Tennessee editorial roundup

Published on NewsOK Modified: December 17, 2013 at 3:28 pm •  Published: December 17, 2013

Recent editorials from Tennessee newspapers:

Dec. 16

The Post-Intelligencer, Paris, Tenn., on the horrible war that never happened:

Do you remember the great South African bloodbath of a generation ago, the all-out warfare between blacks and whites which violently ended generations of apartheid rule?

Of course you don't, because it never happened. Instead, the race-based power blocs in that segregated nation came together peacefully in what stands as a shining moment in world history.

Two such diametrically opposed and powerful forces would seem to have set the stage for a civil war of epic proportions. Instead, a peaceful transition of power was negotiated.

It's probably not accurate to say that Nelson Mandela was responsible for the historic settlement, but it's surely right to say that it wouldn't have happened without him.

He became the symbol of the key ingredient to the solution: Reconciliation.

The black majority of South Africa could have insisted on punishment for those who had oppressed their race for so long, and Mandela had reason to press that view. After all, he had spent 27 years in an apartheid prison. Justice, many would say, required vengeance.

But Mandela wisely saw the vast destruction that lay down that path. For the sake of the nation, he pressed an attitude of forgiveness.

As the first president of the newly constructed nation, he was the father of his country. Dead at 95, he was laid to rest in his humble ancestral village. May he rest in peace.




Dec. 17

The Tennessean, Nashville, Tenn., on air quality:

The winds of change are favorable to improved air quality in Tennessee and across the Southeast. We have seen progress recently from the Tennessee Valley Authority particularly. But is it enough to appease the states that are downwind of us?

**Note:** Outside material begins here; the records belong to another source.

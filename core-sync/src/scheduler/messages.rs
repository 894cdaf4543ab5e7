use crate::fleet::{FleetReport, FleetRunId};
use crate::scheduler::state::SchedulerState;
use serde::{Deserialize, Serialize};
use std::time::Duration;
use tokio::sync::oneshot;

/// Scheduler errors
#[derive(Debug, thiserror::Error)]
pub enum SchedulerError {
    #[error("Scheduler is not running")]
    ServiceUnavailable,

    #[error("Invalid scheduler transition from {from} to {to}")]
    InvalidTransition { from: &'static str, to: &'static str },

    #[error("Invalid schedule period: {0:?}")]
    InvalidPeriod(Duration),

    #[error("Schedule storage error: {0}")]
    Storage(String),
}

/// Parent to worker.
#[derive(Debug, Clone, Copy, PartialEq, Eq, Serialize, Deserialize)]
#[serde(tag = "type", rename_all = "SCREAMING_SNAKE_CASE")]
pub enum WorkerSignal {
    /// Arm the timer.
    Start,
    Shutdown,
}

/// Worker to parent.
#[derive(Debug, Clone, Copy, PartialEq, Eq, Serialize, Deserialize)]
#[serde(tag = "type")]
pub enum WorkerMessage {
    /// The period elapsed; run the fleet sync.
    #[serde(rename = "SYNC")]
    Sync,
}

/// Answer to a tick.
#[derive(Debug, Clone, Copy, PartialEq, Eq)]
pub enum TickOutcome {
    Started(FleetRunId),
    /// A pass was already running; nothing new was started.
    Suppressed { running: FleetRunId },
    /// The scheduler is not in a state that can start a pass.
    Skipped,
}

/// Snapshot of the scheduler for operators.
#[derive(Debug, Clone, PartialEq, Eq)]
pub struct SchedulerStatus {
    pub state: SchedulerState,
    pub job_type: String,
    pub period: Duration,
    /// Unix millis at which the last pass finished
    pub last_run_at: Option<i64>,
    pub passes_completed: u64,
    pub ticks_suppressed: u64,
    pub last_report: Option<FleetReport>,
}

/// Scheduler actor messages
pub enum SchedulerMessage {
    /// From the timer worker (or a host-driven timer).
    Worker(WorkerMessage),

    /// Manual trigger
    TriggerNow {
        reply: oneshot::Sender<TickOutcome>,
    },

    Status {
        reply: oneshot::Sender<SchedulerStatus>,
    },

    /// Internal: a spawned pass finished
    PassFinished {
        run_id: FleetRunId,
        result: Result<FleetReport, String>,
    },
}
//! # Database Connection Pool Module
//!
//! SQLite connection pooling for account bindings, the reverse index, the
//! schedule record and (optionally) the durable cache.
//!
//! ## Features
//!
//! - **WAL Mode**: multiple readers, one writer
//! - **Foreign Keys**: enforced
//! - **Automatic Migrations**: embedded with `sqlx::migrate!` and applied on pool creation
//! - **Health Checks**: `SELECT 1` after connecting
//!
//! ## Usage
//!
//! ```rust,ignore
//! use core_library::db::{create_pool, DatabaseConfig};
//!
//! let pool = create_pool(DatabaseConfig::new("listsync.db")).await?;
//! ```
//!
//! ## Testing
//!
//! ```rust,ignore
//! let pool = create_test_pool().await?;
//! ```

use crate::{LibraryError, Result};
use sqlx::sqlite::{SqliteConnectOptions, SqliteJournalMode, SqlitePoolOptions, SqliteSynchronous};
use sqlx::SqlitePool;
use std::path::PathBuf;
use std::str::FromStr;
use std::time::Duration;
use tracing::{debug, info, warn};

/// Database configuration for the SQLite connection pool
#[derive(Debug, Clone)]
pub struct DatabaseConfig {
    /// `sqlite:` URL, or `sqlite::memory:`
    pub database_url: String,

    pub min_connections: u32,

    pub max_connections: u32,

    /// Maximum time to wait for a connection from the pool
    pub acquire_timeout: Duration,

    pub max_lifetime: Option<Duration>,

    pub idle_timeout: Option<Duration>,

    pub statement_cache_capacity: usize,
}

impl DatabaseConfig {
    /// Configuration for a database file at `database_path`.
    pub fn new(database_path: impl Into<PathBuf>) -> Self {
        let path = database_path.into();
        let database_url = format!("sqlite:{}", path.display());

        Self {
            database_url,
            min_connections: 1,
            max_connections: 5,
            acquire_timeout: Duration::from_secs(30),
            max_lifetime: Some(Duration::from_secs(1800)),
            idle_timeout: Some(Duration::from_secs(600)),
            statement_cache_capacity: 100,
        }
    }

    /// In-memory database.
    ///
    /// Every SQLite connection to `:memory:` opens its own database, so the
    /// pool is pinned to a single connection that is never recycled.
    pub fn in_memory() -> Self {
        Self {
            database_url: "sqlite::memory:".to_string(),
            min_connections: 1,
            max_connections: 1,
            acquire_timeout: Duration::from_secs(30),
            max_lifetime: None,
            idle_timeout: None,
            statement_cache_capacity: 100,
        }
    }

    pub fn min_connections(mut self, min: u32) -> Self {
        self.min_connections = min;
        self
    }

    pub fn max_connections(mut self, max: u32) -> Self {
        self.max_connections = max;
        self
    }

    pub fn acquire_timeout(mut self, timeout: Duration) -> Self {
        self.acquire_timeout = timeout;
        self
    }

    pub fn max_lifetime(mut self, lifetime: Option<Duration>) -> Self {
        self.max_lifetime = lifetime;
        self
    }

    pub fn idle_timeout(mut self, timeout: Option<Duration>) -> Self {
        self.idle_timeout = timeout;
        self
    }

    pub fn statement_cache_capacity(mut self, capacity: usize) -> Self {
        self.statement_cache_capacity = capacity;
        self
    }

    fn is_in_memory(&self) -> bool {
        self.database_url.contains(":memory:")
    }
}

impl Default for DatabaseConfig {
    fn default() -> Self {
        Self::in_memory()
    }
}

/// Create a configured SQLite connection pool
///
/// 1. Configures connection options (WAL, foreign keys, create-if-missing)
/// 2. Connects the pool
/// 3. Runs migrations
/// 4. Performs a health check
///
/// # Errors
///
/// Returns an error if the database cannot be opened, a migration fails or
/// the health check query fails.
pub async fn create_pool(config: DatabaseConfig) -> Result<SqlitePool> {
    info!(
        database_url = %config.database_url,
        min_connections = config.min_connections,
        max_connections = config.max_connections,
        "Creating database connection pool"
    );

    // An in-memory database lives and dies with its single connection.
    let (max_connections, max_lifetime, idle_timeout) = if config.is_in_memory() {
        (1, None, None)
    } else {
        (config.max_connections, config.max_lifetime, config.idle_timeout)
    };

    let connect_options = SqliteConnectOptions::from_str(&config.database_url)?
        .journal_mode(SqliteJournalMode::Wal)
        .synchronous(SqliteSynchronous::Normal)
        .foreign_keys(true)
        .create_if_missing(true)
        .busy_timeout(Duration::from_secs(5))
        .statement_cache_capacity(config.statement_cache_capacity);

    debug!("SQLite connection options configured");

    let pool = SqlitePoolOptions::new()
        .min_connections(config.min_connections.min(max_connections))
        .max_connections(max_connections)
        .acquire_timeout(config.acquire_timeout)
        .max_lifetime(max_lifetime)
        .idle_timeout(idle_timeout)
        .connect_with(connect_options)
        .await
        .map_err(|e| {
            warn!(error = %e, "Failed to create connection pool");
            LibraryError::Database(e)
        })?;

    info!(
        connections = pool.size(),
        "Database connection pool created successfully"
    );

    run_migrations(&pool).await?;
    health_check(&pool).await?;

    Ok(pool)
}

/// In-memory pool with migrations applied.
pub async fn create_test_pool() -> Result<SqlitePool> {
    create_pool(DatabaseConfig::in_memory()).await
}

/// Apply all pending migrations from `migrations/`.
async fn run_migrations(pool: &SqlitePool) -> Result<()> {
    info!("Running database migrations");

    sqlx::migrate!("./migrations")
        .run(pool)
        .await
        .map_err(|e| {
            warn!(error = %e, "Migration failed");
            LibraryError::Migration(e.to_string())
        })?;

    info!("Database migrations completed successfully");
    Ok(())
}

/// Verify the pool can serve a trivial query.
pub async fn health_check(pool: &SqlitePool) -> Result<()> {
    debug!("Performing database health check");

    sqlx::query("SELECT 1").fetch_one(pool).await.map_err(|e| {
        warn!(error = %e, "Database health check failed");
        LibraryError::Database(e)
    })?;

    debug!("Database health check passed");
    Ok(())
}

Just one month ago, TVA's board of directors announced at their meeting in Oxford, Miss., that the utility will shift annual production of 3,308 megawatts of power from coal-generated plants in Kentucky and Alabama to cleaner sources. The result from an environmental standpoint: 15.6 million fewer tons of carbon pollution annually. And new TVA CEO Bill Johnson added that the utility has been directed to reduce coal to approximately 20 percent of its energy portfolio; undoubtedly aided by newly plentiful natural gas sources.

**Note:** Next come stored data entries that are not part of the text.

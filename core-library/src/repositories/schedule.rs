//! Persisted schedule records for recurring jobs.

use crate::error::Result;
use crate::models::ScheduleRecord;
use async_trait::async_trait;
use sqlx::{FromRow, SqlitePool};
use std::time::Duration;
use tracing::info;

#[async_trait]
pub trait ScheduleRepository: Send + Sync {
    /// Create the record for `job_type` unless one exists.
    ///
    /// Returns the stored record (which keeps its original period when it
    /// already existed) and whether this call created it.
    async fn ensure(&self, job_type: &str, period: Duration, now: i64) -> Result<(ScheduleRecord, bool)>;

    async fn find(&self, job_type: &str) -> Result<Option<ScheduleRecord>>;

    /// Record that a pass finished at `at` (unix millis).
    async fn record_run(&self, job_type: &str, at: i64) -> Result<()>;
}

pub struct SqliteScheduleRepository {
    pool: SqlitePool,
}

impl SqliteScheduleRepository {
    pub fn new(pool: SqlitePool) -> Self {
        Self { pool }
    }
}

#[derive(Debug, FromRow)]
struct ScheduleRow {
    job_type: String,
    period_ms: i64,
    created_at: i64,
    last_run_at: Option<i64>,
}

impl From<ScheduleRow> for ScheduleRecord {
    fn from(row: ScheduleRow) -> Self {
        ScheduleRecord {
            job_type: row.job_type,
            period: Duration::from_millis(row.period_ms.max(0) as u64),
            created_at: row.created_at,
            last_run_at: row.last_run_at,
        }
    }
}

#[async_trait]
impl ScheduleRepository for SqliteScheduleRepository {
    async fn ensure(&self, job_type: &str, period: Duration, now: i64) -> Result<(ScheduleRecord, bool)> {
        let inserted = sqlx::query(
            r#"
            INSERT OR IGNORE INTO schedule_records (job_type, period_ms, created_at)
            VALUES (?, ?, ?)
            "#,
        )
        .bind(job_type)
        .bind(period.as_millis() as i64)
        .bind(now)
        .execute(&self.pool)
        .await?;

        let created = inserted.rows_affected() > 0;
        if created {
            info!(job_type, period_secs = period.as_secs(), "Schedule record created");
        }

        let row = sqlx::query_as::<_, ScheduleRow>(
            "SELECT job_type, period_ms, created_at, last_run_at FROM schedule_records WHERE job_type = ?",
        )
        .bind(job_type)
        .fetch_one(&self.pool)
        .await?;

        Ok((row.into(), created))
    }

    async fn find(&self, job_type: &str) -> Result<Option<ScheduleRecord>> {
        let row = sqlx::query_as::<_, ScheduleRow>(
            "SELECT job_type, period_ms, created_at, last_run_at FROM schedule_records WHERE job_type = ?",
        )
        .bind(job_type)
        .fetch_optional(&self.pool)
        .await?;

        Ok(row.map(ScheduleRecord::from))
    }

    async fn record_run(&self, job_type: &str, at: i64) -> Result<()> {
        sqlx::query("UPDATE schedule_records SET last_run_at = ? WHERE job_type = ?")
            .bind(at)
            .bind(job_type)
            .execute(&self.pool)
            .await?;
        Ok(())
    }
}
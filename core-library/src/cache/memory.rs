//! Process-local cache backend.

use super::CacheStore;
use crate::error::Result;
use async_trait::async_trait;
use bridge_traits::Clock;
use chrono::{DateTime, Utc};
use serde_json::Value;
use std::collections::HashMap;
use std::sync::Arc;
use tokio::sync::RwLock;
use tracing::debug;

#[derive(Debug, Clone)]
struct CacheRecord {
    value: Value,
    expires_at: Option<DateTime<Utc>>,
}

impl CacheRecord {
    fn is_live(&self, now: DateTime<Utc>) -> bool {
        self.expires_at.map_or(true, |at| now < at)
    }
}

/// In-memory [`CacheStore`].
///
/// Expired entries are removed lazily by `get` and in bulk by
/// `purge_expired`. Contents are lost on restart and refilled by the next
/// sync.
pub struct MemoryCacheStore {
    entries: RwLock<HashMap<String, CacheRecord>>,
    clock: Arc<dyn Clock>,
}

impl MemoryCacheStore {
    pub fn new(clock: Arc<dyn Clock>) -> Self {
        Self {
            entries: RwLock::new(HashMap::new()),
            clock,
        }
    }

    /// Number of stored entries, expired ones included.
    pub async fn len(&self) -> usize {
        self.entries.read().await.len()
    }

    pub async fn is_empty(&self) -> bool {
        self.entries.read().await.is_empty()
    }
}

#[async_trait]
impl CacheStore for MemoryCacheStore {
    async fn put(&self, key: &str, value: Value, expires_at: Option<DateTime<Utc>>) -> Result<()> {
        self.entries
            .write()
            .await
            .insert(key.to_string(), CacheRecord { value, expires_at });
        Ok(())
    }

    async fn get(&self, key: &str) -> Result<Option<Value>> {
        let now = self.clock.now();
        {
            let entries = self.entries.read().await;
            match entries.get(key) {
                None => return Ok(None),
                Some(record) if record.is_live(now) => return Ok(Some(record.value.clone())),
                Some(_) => {}
            }
        }

        let mut entries = self.entries.write().await;
        // Re-check: a writer may have refreshed the key between the two locks.
        if let Some(record) = entries.get(key) {
            if record.is_live(now) {
                return Ok(Some(record.value.clone()));
            }
            entries.remove(key);
            debug!(key, "Evicted expired cache entry");
        }
        Ok(None)
    }

    async fn expire_at(&self, key: &str, at: DateTime<Utc>) -> Result<bool> {
        let now = self.clock.now();
        let mut entries = self.entries.write().await;
        match entries.get_mut(key) {
            Some(record) if record.is_live(now) => {
                record.expires_at = Some(at);
                Ok(true)
            }
            _ => Ok(false),
        }
    }

    async fn delete(&self, key: &str) -> Result<bool> {
        let now = self.clock.now();
        let removed = self.entries.write().await.remove(key);
        Ok(removed.map_or(false, |record| record.is_live(now)))
    }

    async fn purge_expired(&self) -> Result<usize> {
        let now = self.clock.now();
        let mut entries = self.entries.write().await;
        let before = entries.len();
        entries.retain(|_, record| record.is_live(now));
        Ok(before - entries.len())
    }
}

#[cfg(test)]
mod tests {
    use super::*;
    use bridge_traits::ManualClock;
    use chrono::{Duration, TimeZone};
    use serde_json::json;

    fn setup() -> (Arc<ManualClock>, MemoryCacheStore) {
        let clock = Arc::new(ManualClock::new(
            Utc.with_ymd_and_hms(2024, 1, 1, 0, 0, 0).unwrap(),
        ));
        let store = MemoryCacheStore::new(clock.clone());
        (clock, store)
    }

    #[tokio::test]
    async fn test_put_overwrites_value_and_deadline() {
        let (clock, store) = setup();
        let soon = clock.now() + Duration::minutes(1);

        store.put("k", json!(1), Some(soon)).await.unwrap();
        store.put("k", json!(2), None).await.unwrap();

        clock.advance(Duration::days(30));
        assert_eq!(store.get("k").await.unwrap(), Some(json!(2)));
    }

    #[tokio::test]
    async fn test_entry_expires_at_deadline() {
        let (clock, store) = setup();
        let deadline = clock.now() + Duration::hours(1);
        store.put("k", json!("v"), Some(deadline)).await.unwrap();

        clock.advance(Duration::minutes(59));
        assert!(store.get("k").await.unwrap().is_some());

        clock.advance(Duration::minutes(1));
        assert!(store.get("k").await.unwrap().is_none());
        assert!(store.is_empty().await, "expired entry is removed on read");
    }

    #[tokio::test]
    async fn test_expire_at_keeps_payload() {
        let (clock, store) = setup();
        store.put("k", json!({"a": 1}), None).await.unwrap();

        assert!(store
            .expire_at("k", clock.now() + Duration::seconds(10))
            .await
            .unwrap());
        assert_eq!(store.get("k").await.unwrap(), Some(json!({"a": 1})));

        clock.advance(Duration::seconds(10));
        assert!(store.get("k").await.unwrap().is_none());
        assert!(!store.expire_at("missing", clock.now()).await.unwrap());
    }

    #[tokio::test]
    async fn test_purge_expired() {
        let (clock, store) = setup();
        store
            .put("a", json!(1), Some(clock.now() + Duration::seconds(1)))
            .await
            .unwrap();
        store.put("b", json!(2), None).await.unwrap();

        clock.advance(Duration::seconds(5));
        assert_eq!(store.purge_expired().await.unwrap(), 1);
        assert_eq!(store.len().await, 1);
        assert!(store.delete("b").await.unwrap());
        assert!(!store.delete("b").await.unwrap());
    }
}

Earlier this year, TVA announced it is spending $1 billion on pollution controls at its Gallatin power plant.

The November announcement drew praise from organizations, including the Southern Alliance for Clean Energy, that have long called for TVA to honor a commitment to minimize burning of fossil fuels and maximize conservation and renewable energy resources.

The kudos were mainly confined to our region, however. As a report in the Charlotte Observer last week noted, governors of Northern states have petitioned the Environmental Protection Agency to set further reductions on air pollution from Tennessee, North Carolina and seven other states in the South and the Rust Belt.